Task brief
Line by line, transcribe the data shown below.

Material provided
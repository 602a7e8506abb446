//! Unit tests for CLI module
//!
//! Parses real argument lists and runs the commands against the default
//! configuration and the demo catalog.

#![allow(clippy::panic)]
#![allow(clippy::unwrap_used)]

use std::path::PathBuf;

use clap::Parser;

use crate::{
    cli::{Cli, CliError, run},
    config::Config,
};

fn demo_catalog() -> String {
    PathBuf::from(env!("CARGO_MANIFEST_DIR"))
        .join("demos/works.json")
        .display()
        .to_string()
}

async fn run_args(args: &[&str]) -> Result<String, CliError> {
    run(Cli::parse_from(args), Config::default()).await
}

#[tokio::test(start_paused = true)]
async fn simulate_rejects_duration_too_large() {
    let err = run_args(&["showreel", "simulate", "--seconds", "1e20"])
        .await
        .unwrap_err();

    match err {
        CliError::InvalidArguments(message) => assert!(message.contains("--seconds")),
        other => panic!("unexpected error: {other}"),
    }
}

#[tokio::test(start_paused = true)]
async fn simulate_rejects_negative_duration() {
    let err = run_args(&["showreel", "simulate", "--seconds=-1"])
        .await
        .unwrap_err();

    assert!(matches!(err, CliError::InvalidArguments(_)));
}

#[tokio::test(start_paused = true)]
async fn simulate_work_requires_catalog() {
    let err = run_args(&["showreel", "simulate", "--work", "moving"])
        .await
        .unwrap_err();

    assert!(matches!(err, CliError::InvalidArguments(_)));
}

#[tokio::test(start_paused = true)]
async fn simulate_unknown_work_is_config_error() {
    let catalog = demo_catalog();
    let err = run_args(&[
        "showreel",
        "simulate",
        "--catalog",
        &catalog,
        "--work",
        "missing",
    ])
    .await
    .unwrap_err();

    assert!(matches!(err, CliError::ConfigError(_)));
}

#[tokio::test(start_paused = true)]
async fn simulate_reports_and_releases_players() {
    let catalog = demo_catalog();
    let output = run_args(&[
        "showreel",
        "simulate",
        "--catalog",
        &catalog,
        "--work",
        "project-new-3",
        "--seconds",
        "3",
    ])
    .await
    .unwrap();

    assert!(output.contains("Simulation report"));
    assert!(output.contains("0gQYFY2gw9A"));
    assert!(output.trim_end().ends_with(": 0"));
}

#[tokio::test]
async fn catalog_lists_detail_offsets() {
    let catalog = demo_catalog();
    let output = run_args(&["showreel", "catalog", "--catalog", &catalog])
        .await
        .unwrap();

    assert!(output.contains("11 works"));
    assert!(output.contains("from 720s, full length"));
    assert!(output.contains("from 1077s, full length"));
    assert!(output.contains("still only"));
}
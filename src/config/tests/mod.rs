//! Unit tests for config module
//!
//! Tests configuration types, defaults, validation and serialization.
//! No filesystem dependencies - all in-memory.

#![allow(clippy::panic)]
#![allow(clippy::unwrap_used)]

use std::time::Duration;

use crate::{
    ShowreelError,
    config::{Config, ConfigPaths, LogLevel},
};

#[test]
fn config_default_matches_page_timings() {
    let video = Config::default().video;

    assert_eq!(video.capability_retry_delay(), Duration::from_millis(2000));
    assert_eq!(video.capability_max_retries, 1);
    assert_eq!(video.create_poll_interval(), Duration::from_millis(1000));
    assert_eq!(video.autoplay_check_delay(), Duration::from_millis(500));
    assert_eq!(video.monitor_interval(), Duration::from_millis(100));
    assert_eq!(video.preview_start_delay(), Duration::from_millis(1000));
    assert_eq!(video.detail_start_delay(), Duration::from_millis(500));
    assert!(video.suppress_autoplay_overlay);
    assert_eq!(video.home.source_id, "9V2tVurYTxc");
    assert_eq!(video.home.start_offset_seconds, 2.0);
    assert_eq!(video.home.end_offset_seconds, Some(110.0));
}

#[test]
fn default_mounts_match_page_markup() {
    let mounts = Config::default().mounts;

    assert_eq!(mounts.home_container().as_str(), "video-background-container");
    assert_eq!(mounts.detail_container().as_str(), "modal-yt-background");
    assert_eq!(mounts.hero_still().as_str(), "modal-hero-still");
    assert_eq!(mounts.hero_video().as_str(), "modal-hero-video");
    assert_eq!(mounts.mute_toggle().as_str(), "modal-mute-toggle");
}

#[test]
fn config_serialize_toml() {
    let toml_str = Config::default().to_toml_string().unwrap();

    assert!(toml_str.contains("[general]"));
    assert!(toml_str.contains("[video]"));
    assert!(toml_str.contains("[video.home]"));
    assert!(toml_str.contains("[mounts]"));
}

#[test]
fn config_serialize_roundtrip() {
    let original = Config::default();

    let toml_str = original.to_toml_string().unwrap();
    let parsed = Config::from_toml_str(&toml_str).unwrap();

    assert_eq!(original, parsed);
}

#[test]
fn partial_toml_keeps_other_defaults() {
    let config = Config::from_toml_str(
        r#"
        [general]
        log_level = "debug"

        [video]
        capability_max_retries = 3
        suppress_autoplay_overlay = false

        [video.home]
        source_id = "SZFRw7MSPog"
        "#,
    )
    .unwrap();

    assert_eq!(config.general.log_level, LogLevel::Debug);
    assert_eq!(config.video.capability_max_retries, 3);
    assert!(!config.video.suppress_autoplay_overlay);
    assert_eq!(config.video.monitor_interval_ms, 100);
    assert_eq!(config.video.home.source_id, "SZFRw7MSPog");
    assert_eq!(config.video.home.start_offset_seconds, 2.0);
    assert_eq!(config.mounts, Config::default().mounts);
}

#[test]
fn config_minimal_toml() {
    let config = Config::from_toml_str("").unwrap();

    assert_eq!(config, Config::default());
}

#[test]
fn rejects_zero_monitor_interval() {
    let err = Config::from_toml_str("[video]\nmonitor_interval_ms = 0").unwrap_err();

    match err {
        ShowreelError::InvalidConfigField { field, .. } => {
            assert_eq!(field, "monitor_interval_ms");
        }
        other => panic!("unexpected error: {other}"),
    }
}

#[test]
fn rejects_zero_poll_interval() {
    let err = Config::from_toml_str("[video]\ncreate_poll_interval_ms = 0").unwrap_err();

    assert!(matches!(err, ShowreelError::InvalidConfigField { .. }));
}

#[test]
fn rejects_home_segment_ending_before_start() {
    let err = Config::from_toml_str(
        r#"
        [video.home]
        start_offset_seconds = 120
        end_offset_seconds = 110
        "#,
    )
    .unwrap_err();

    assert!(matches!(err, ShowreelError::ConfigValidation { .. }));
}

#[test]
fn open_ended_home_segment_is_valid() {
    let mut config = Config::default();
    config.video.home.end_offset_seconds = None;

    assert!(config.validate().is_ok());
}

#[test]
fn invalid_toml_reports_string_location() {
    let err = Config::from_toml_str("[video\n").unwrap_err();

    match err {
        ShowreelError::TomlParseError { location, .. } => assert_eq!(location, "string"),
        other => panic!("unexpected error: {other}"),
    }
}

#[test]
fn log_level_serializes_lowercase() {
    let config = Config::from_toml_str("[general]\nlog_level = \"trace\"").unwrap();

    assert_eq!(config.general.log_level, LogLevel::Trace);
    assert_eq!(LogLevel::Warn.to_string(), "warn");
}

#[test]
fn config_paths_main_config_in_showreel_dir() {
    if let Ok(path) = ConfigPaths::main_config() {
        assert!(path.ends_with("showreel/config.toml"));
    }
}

Solution to this task
repository 602a7e8506abb446
//! Unit tests for CLI module
//!
//! Parses real argument lists and runs the commands against the default
//! configuration and the demo catalog.

#![allow(clippy::panic)]
#![allow(clippy::unwrap_used)]

use std::path::PathBuf;

use clap::Parser;

use crate::{
    cli::{Cli, CliError, run},
    config::Config,
};

fn demo_catalog() -> String {
    PathBuf::from(env!("CARGO_MANIFEST_DIR"))
        .join("demos/works.json")
        .display()
        .to_string()
}

async fn run_args(args: &[&str]) -> Result<String, CliError> {
    run(Cli::parse_from(args), Config::default()).await
}

#[tokio::test(start_paused = true)]
async fn simulate_rejects_duration_too_large() {
    let err = run_args(&["showreel", "simulate", "--seconds", "1e20"])
        .await
        .unwrap_err();

    match err {
        CliError::InvalidArguments(message) => assert!(message.contains("--seconds")),
        other => panic!("unexpected error: {other}"),
    }
}

#[tokio::test(start_paused = true)]
async fn simulate_rejects_negative_duration() {
    let err = run_args(&["showreel", "simulate", "--seconds=-1"])
        .await
        .unwrap_err();

    assert!(matches!(err, CliError::InvalidArguments(_)));
}

#[tokio::test(start_paused = true)]
async fn simulate_work_requires_catalog() {
    let err = run_args(&["showreel", "simulate", "--work", "moving"])
        .await
        .unwrap_err();

    assert!(matches!(err, CliError::InvalidArguments(_)));
}

#[tokio::test(start_paused = true)]
async fn simulate_unknown_work_is_config_error() {
    let catalog = demo_catalog();
    let err = run_args(&[
        "showreel",
        "simulate",
        "--catalog",
        &catalog,
        "--work",
        "missing",
    ])
    .await
    .unwrap_err();

    assert!(matches!(err, CliError::ConfigError(_)));
}

#[tokio::test(start_paused = true)]
async fn simulate_reports_and_releases_players() {
    let catalog = demo_catalog();
    let output = run_args(&[
        "showreel",
        "simulate",
        "--catalog",
        &catalog,
        "--work",
        "project-new-3",
        "--seconds",
        "3",
    ])
    .await
    .unwrap();

    assert!(output.contains("Simulation report"));
    assert!(output.contains("0gQYFY2gw9A"));
    assert!(output.trim_end().ends_with(": 0"));
}

#[tokio::test]
async fn catalog_lists_detail_offsets() {
    let catalog = demo_catalog();
    let output = run_args(&["showreel", "catalog", "--catalog", &catalog])
        .await
        .unwrap();

    assert!(output.contains("11 works"));
    assert!(output.contains("from 720s, full length"));
    assert!(output.contains("from 1077s, full length"));
    assert!(output.contains("still only"));
}
filename src/config/tests/mod.rs
//! Unit tests for config module
//!
//! Tests configuration types, defaults, validation and serialization.
//! No filesystem dependencies - all in-memory.

#![allow(clippy::panic)]
#![allow(clippy::unwrap_used)]

use std::time::Duration;

use crate::{
    ShowreelError,
    config::{Config, ConfigPaths, LogLevel},
};

#[test]
fn config_default_matches_page_timings() {
    let video = Config::default().video;

    assert_eq!(video.capability_retry_delay(), Duration::from_millis(2000));
    assert_eq!(video.capability_max_retries, 1);
    assert_eq!(video.create_poll_interval(), Duration::from_millis(1000));
    assert_eq!(video.autoplay_check_delay(), Duration::from_millis(500));
    assert_eq!(video.monitor_interval(), Duration::from_millis(100));
    assert_eq!(video.preview_start_delay(), Duration::from_millis(1000));
    assert_eq!(video.detail_start_delay(), Duration::from_millis(500));
    assert!(video.suppress_autoplay_overlay);
    assert_eq!(video.home.source_id, "9V2tVurYTxc");
    assert_eq!(video.home.start_offset_seconds, 2.0);
    assert_eq!(video.home.end_offset_seconds, Some(110.0));
}

#[test]
fn default_mounts_match_page_markup() {
    let mounts = Config::default().mounts;

    assert_eq!(mounts.home_container().as_str(), "video-background-container");
    assert_eq!(mounts.detail_container().as_str(), "modal-yt-background");
    assert_eq!(mounts.hero_still().as_str(), "modal-hero-still");
    assert_eq!(mounts.hero_video().as_str(), "modal-hero-video");
    assert_eq!(mounts.mute_toggle().as_str(), "modal-mute-toggle");
}

#[test]
fn config_serialize_toml() {
    let toml_str = Config::default().to_toml_string().unwrap();

    assert!(toml_str.contains("[general]"));
    assert!(toml_str.contains("[video]"));
    assert!(toml_str.contains("[video.home]"));
    assert!(toml_str.contains("[mounts]"));
}

#[test]
fn config_serialize_roundtrip() {
    let original = Config::default();

    let toml_str = original.to_toml_string().unwrap();
    let parsed = Config::from_toml_str(&toml_str).unwrap();

    assert_eq!(original, parsed);
}

#[test]
fn partial_toml_keeps_other_defaults() {
    let config = Config::from_toml_str(
        r#"
        [general]
        log_level = "debug"

        [video]
        capability_max_retries = 3
        suppress_autoplay_overlay = false

        [video.home]
        source_id = "SZFRw7MSPog"
        "#,
    )
    .unwrap();

    assert_eq!(config.general.log_level, LogLevel::Debug);
    assert_eq!(config.video.capability_max_retries, 3);
    assert!(!config.video.suppress_autoplay_overlay);
    assert_eq!(config.video.monitor_interval_ms, 100);
    assert_eq!(config.video.home.source_id, "SZFRw7MSPog");
    assert_eq!(config.video.home.start_offset_seconds, 2.0);
    assert_eq!(config.mounts, Config::default().mounts);
}

#[test]
fn config_minimal_toml() {
    let config = Config::from_toml_str("").unwrap();

    assert_eq!(config, Config::default());
}

#[test]
fn rejects_zero_monitor_interval() {
    let err = Config::from_toml_str("[video]\nmonitor_interval_ms = 0").unwrap_err();

    match err {
        ShowreelError::InvalidConfigField { field, .. } => {
            assert_eq!(field, "monitor_interval_ms");
        }
        other => panic!("unexpected error: {other}"),
    }
}

#[test]
fn rejects_zero_poll_interval() {
    let err = Config::from_toml_str("[video]\ncreate_poll_interval_ms = 0").unwrap_err();

    assert!(matches!(err, ShowreelError::InvalidConfigField { .. }));
}

#[test]
fn rejects_home_segment_ending_before_start() {
    let err = Config::from_toml_str(
        r#"
        [video.home]
        start_offset_seconds = 120
        end_offset_seconds = 110
        "#,
    )
    .unwrap_err();

    assert!(matches!(err, ShowreelError::ConfigValidation { .. }));
}

#[test]
fn open_ended_home_segment_is_valid() {
    let mut config = Config::default();
    config.video.home.end_offset_seconds = None;

    assert!(config.validate().is_ok());
}

#[test]
fn invalid_toml_reports_string_location() {
    let err = Config::from_toml_str("[video\n").unwrap_err();

    match err {
        ShowreelError::TomlParseError { location, .. } => assert_eq!(location, "string"),
        other => panic!("unexpected error: {other}"),
    }
}

#[test]
fn log_level_serializes_lowercase() {
    let config = Config::from_toml_str("[general]\nlog_level = \"trace\"").unwrap();

    assert_eq!(config.general.log_level, LogLevel::Trace);
    assert_eq!(LogLevel::Warn.to_string(), "warn");
}

#[test]
fn config_paths_main_config_in_showreel_dir() {
    if let Ok(path) = ConfigPaths::main_config() {
        assert!(path.ends_with("showreel/config.toml"));
    }
}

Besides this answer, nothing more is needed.